---------- SOURCE DATA ----------
//!
//! Grid-shift provider: loading and caching NTv2 correction grids
//!
//! Grid loading is an external collaborator, not a process-global singleton:
//! callers inject a [`GridProvider`] implementation rather than the core
//! reaching into a static catalog. [`MemoryGridProvider`] is the default
//! implementation, reading grids from the filesystem or from bytes supplied
//! directly, caching decoded grids behind a read/write lock so concurrent
//! first-access converges on a single decoded instance.
pub(crate) mod grid;
mod ntv2;

use std::collections::HashMap;
use std::path::{Path, PathBuf};
use std::sync::{Arc, RwLock};

use crate::errors::{Error, Result};
use crate::transform::Direction;

pub use grid::{GridFile, Lp, Subgrid};
pub use ntv2::decode_ntv2;

/// A source of named grid-shift tables.
///
/// Implementations may load from disk, from an embedded byte blob, or
/// fetch from a remote service; the core never assumes any particular
/// transport.
pub trait GridProvider: Send + Sync {
    /// Return the decoded grid named `name`, or `None` if unavailable.
    fn get(&self, name: &str) -> Result<Option<Arc<GridFile>>>;
}

/// A [`GridProvider`] that loads NTv2 files from a directory on disk (or
/// from bytes registered directly with [`MemoryGridProvider::register`]),
/// caching decoded grids in memory for the life of the process.
#[derive(Default)]
pub struct MemoryGridProvider {
    dir: Option<PathBuf>,
    cache: RwLock<HashMap<String, Arc<GridFile>>>,
}

impl MemoryGridProvider {
    /// Create a provider that resolves grid names against files below `dir`.
    pub fn from_dir(dir: impl AsRef<Path>) -> Self {
        Self {
            dir: Some(dir.as_ref().to_path_buf()),
            cache: RwLock::new(HashMap::new()),
        }
    }

    /// Create an empty provider; grids must be registered with
    /// [`Self::register`] before use.
    pub fn empty() -> Self {
        Self::default()
    }

    /// Decode `bytes` as an NTv2 grid and register it under `name`,
    /// overwriting any previous entry.
    pub fn register(&self, name: &str, bytes: &[u8]) -> Result<()> {
        let grid = decode_ntv2(bytes)?;
        self.cache
            .write()
            .unwrap()
            .insert(name.to_string(), Arc::new(grid));
        Ok(())
    }
}

impl GridProvider for MemoryGridProvider {
    fn get(&self, name: &str) -> Result<Option<Arc<GridFile>>> {
        if let Some(grid) = self.cache.read().unwrap().get(name) {
            return Ok(Some(Arc::clone(grid)));
        }

        let Some(dir) = &self.dir else { return Ok(None) };
        let path = dir.join(name);
        if !path.exists() {
            return Ok(None);
        }

        let bytes = std::fs::read(&path)?;
        let grid = Arc::new(decode_ntv2(&bytes)?);

        let mut cache = self.cache.write().unwrap();
        // Another thread may have loaded it while we read from disk.
        let grid = cache.entry(name.to_string()).or_insert(grid);
        Ok(Some(Arc::clone(grid)))
    }
}

/// The list of named grids configured by a `+nadgrids=` parameter,
/// resolved against a [`GridProvider`].
///
/// Mirrors the `@name,@name,...` syntax: a `@`-prefixed name is optional
/// (missing grids are silently skipped), a bare name is mandatory (its
/// absence is an error), and the list may be terminated early by `@null`.
pub struct NadGrids(Vec<Arc<GridFile>>);

impl std::fmt::Debug for NadGrids {
    fn fmt(&self, f: &mut std::fmt::Formatter<'_>) -> std::fmt::Result {
        write!(f, "NadGrids({} grid(s))", self.0.len())
    }
}

impl PartialEq for NadGrids {
    fn eq(&self, other: &Self) -> bool {
        self.0.is_empty() && other.0.is_empty()
    }
}

impl NadGrids {
    pub fn new_grid_transform(names: &str, provider: &dyn GridProvider) -> Result<Self> {
        let mut grids = Vec::new();

        for tok in names.split(',') {
            let tok = tok.trim();
            if tok == "@null" || tok == "null" {
                break;
            } else if let Some(name) = tok.strip_prefix('@') {
                if let Some(g) = provider.get(name)? {
                    grids.push(g);
                }
            } else if let Some(g) = provider.get(tok)? {
                grids.push(g);
            } else {
                return Err(Error::NadGridNotAvailable);
            }
        }

        Ok(Self(grids))
    }

    pub fn apply_shift(&self, dir: Direction, lam: f64, phi: f64, z: f64) -> Result<(f64, f64, f64)> {
        self.0
            .iter()
            .find_map(|g| g.find_subgrid(lam, phi).map(|_| g))
            .ok_or(Error::PointOutsideNadShiftArea)?
            .apply_shift(dir, lam, phi, z)
    }
}

#[cfg(test)]
mod tests {
    use super::*;

    #[test]
    fn memory_provider_register_and_get() {
        let provider = MemoryGridProvider::empty();
        assert!(provider.get("missing.gsb").unwrap().is_none());
    }

    #[test]
    fn nadgrids_null_terminates() {
        let provider = MemoryGridProvider::empty();
        let g = NadGrids::new_grid_transform("@missing,@null", &provider).unwrap();
        assert!(g.0.is_empty());
    }

    #[test]
    fn nadgrids_mandatory_missing_errors() {
        let provider = MemoryGridProvider::empty();
        assert!(NadGrids::new_grid_transform("missing.gsb", &provider).is_err());
    }
}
----------
### WHAT YOU HAVE TO DO
Nothing in the records may be altered; restate them word for word.

### RESPONSE TO THE EXERCISE
//!
//! Grid-shift provider: loading and caching NTv2 correction grids
//!
//! Grid loading is an external collaborator, not a process-global singleton:
//! callers inject a [`GridProvider`] implementation rather than the core
//! reaching into a static catalog. [`MemoryGridProvider`] is the default
//! implementation, reading grids from the filesystem or from bytes supplied
//! directly, caching decoded grids behind a read/write lock so concurrent
//! first-access converges on a single decoded instance.
pub(crate) mod grid;
mod ntv2;

use std::collections::HashMap;
use std::path::{Path, PathBuf};
use std::sync::{Arc, RwLock};

use crate::errors::{Error, Result};
use crate::transform::Direction;

pub use grid::{GridFile, Lp, Subgrid};
pub use ntv2::decode_ntv2;

/// A source of named grid-shift tables.
///
/// Implementations may load from disk, from an embedded byte blob, or
/// fetch from a remote service; the core never assumes any particular
/// transport.
pub trait GridProvider: Send + Sync {
    /// Return the decoded grid named `name`, or `None` if unavailable.
    fn get(&self, name: &str) -> Result<Option<Arc<GridFile>>>;
}

/// A [`GridProvider`] that loads NTv2 files from a directory on disk (or
/// from bytes registered directly with [`MemoryGridProvider::register`]),
/// caching decoded grids in memory for the life of the process.
#[derive(Default)]
pub struct MemoryGridProvider {
    dir: Option<PathBuf>,
    cache: RwLock<HashMap<String, Arc<GridFile>>>,
}

impl MemoryGridProvider {
    /// Create a provider that resolves grid names against files below `dir`.
    pub fn from_dir(dir: impl AsRef<Path>) -> Self {
        Self {
            dir: Some(dir.as_ref().to_path_buf()),
            cache: RwLock::new(HashMap::new()),
        }
    }

    /// Create an empty provider; grids must be registered with
    /// [`Self::register`] before use.
    pub fn empty() -> Self {
        Self::default()
    }

    /// Decode `bytes` as an NTv2 grid and register it under `name`,
    /// overwriting any previous entry.
    pub fn register(&self, name: &str, bytes: &[u8]) -> Result<()> {
        let grid = decode_ntv2(bytes)?;
        self.cache
            .write()
            .unwrap()
            .insert(name.to_string(), Arc::new(grid));
        Ok(())
    }
}

impl GridProvider for MemoryGridProvider {
    fn get(&self, name: &str) -> Result<Option<Arc<GridFile>>> {
        if let Some(grid) = self.cache.read().unwrap().get(name) {
            return Ok(Some(Arc::clone(grid)));
        }

        let Some(dir) = &self.dir else { return Ok(None) };
        let path = dir.join(name);
        if !path.exists() {
            return Ok(None);
        }

        let bytes = std::fs::read(&path)?;
        let grid = Arc::new(decode_ntv2(&bytes)?);

        let mut cache = self.cache.write().unwrap();
        // Another thread may have loaded it while we read from disk.
        let grid = cache.entry(name.to_string()).or_insert(grid);
        Ok(Some(Arc::clone(grid)))
    }
}

/// The list of named grids configured by a `+nadgrids=` parameter,
/// resolved against a [`GridProvider`].
///
/// Mirrors the `@name,@name,...` syntax: a `@`-prefixed name is optional
/// (missing grids are silently skipped), a bare name is mandatory (its
/// absence is an error), and the list may be terminated early by `@null`.
pub struct NadGrids(Vec<Arc<GridFile>>);

impl std::fmt::Debug for NadGrids {
    fn fmt(&self, f: &mut std::fmt::Formatter<'_>) -> std::fmt::Result {
        write!(f, "NadGrids({} grid(s))", self.0.len())
    }
}

impl PartialEq for NadGrids {
    fn eq(&self, other: &Self) -> bool {
        self.0.is_empty() && other.0.is_empty()
    }
}

impl NadGrids {
    pub fn new_grid_transform(names: &str, provider: &dyn GridProvider) -> Result<Self> {
        let mut grids = Vec::new();

        for tok in names.split(',') {
            let tok = tok.trim();
            if tok == "@null" || tok == "null" {
                break;
            } else if let Some(name) = tok.strip_prefix('@') {
                if let Some(g) = provider.get(name)? {
                    grids.push(g);
                }
            } else if let Some(g) = provider.get(tok)? {
                grids.push(g);
            } else {
                return Err(Error::NadGridNotAvailable);
            }
        }

        Ok(Self(grids))
    }

    pub fn apply_shift(&self, dir: Direction, lam: f64, phi: f64, z: f64) -> Result<(f64, f64, f64)> {
        self.0
            .iter()
            .find_map(|g| g.find_subgrid(lam, phi).map(|_| g))
            .ok_or(Error::PointOutsideNadShiftArea)?
            .apply_shift(dir, lam, phi, z)
    }
}

#[cfg(test)]
mod tests {
    use super::*;

    #[test]
    fn memory_provider_register_and_get() {
        let provider = MemoryGridProvider::empty();
        assert!(provider.get("missing.gsb").unwrap().is_none());
    }

    #[test]
    fn nadgrids_null_terminates() {
        let provider = MemoryGridProvider::empty();
        let g = NadGrids::new_grid_transform("@missing,@null", &provider).unwrap();
        assert!(g.0.is_empty());
    }

    #[test]
    fn nadgrids_mandatory_missing_errors() {
        let provider = MemoryGridProvider::empty();
        assert!(NadGrids::new_grid_transform("missing.gsb", &provider).is_err());
    }
}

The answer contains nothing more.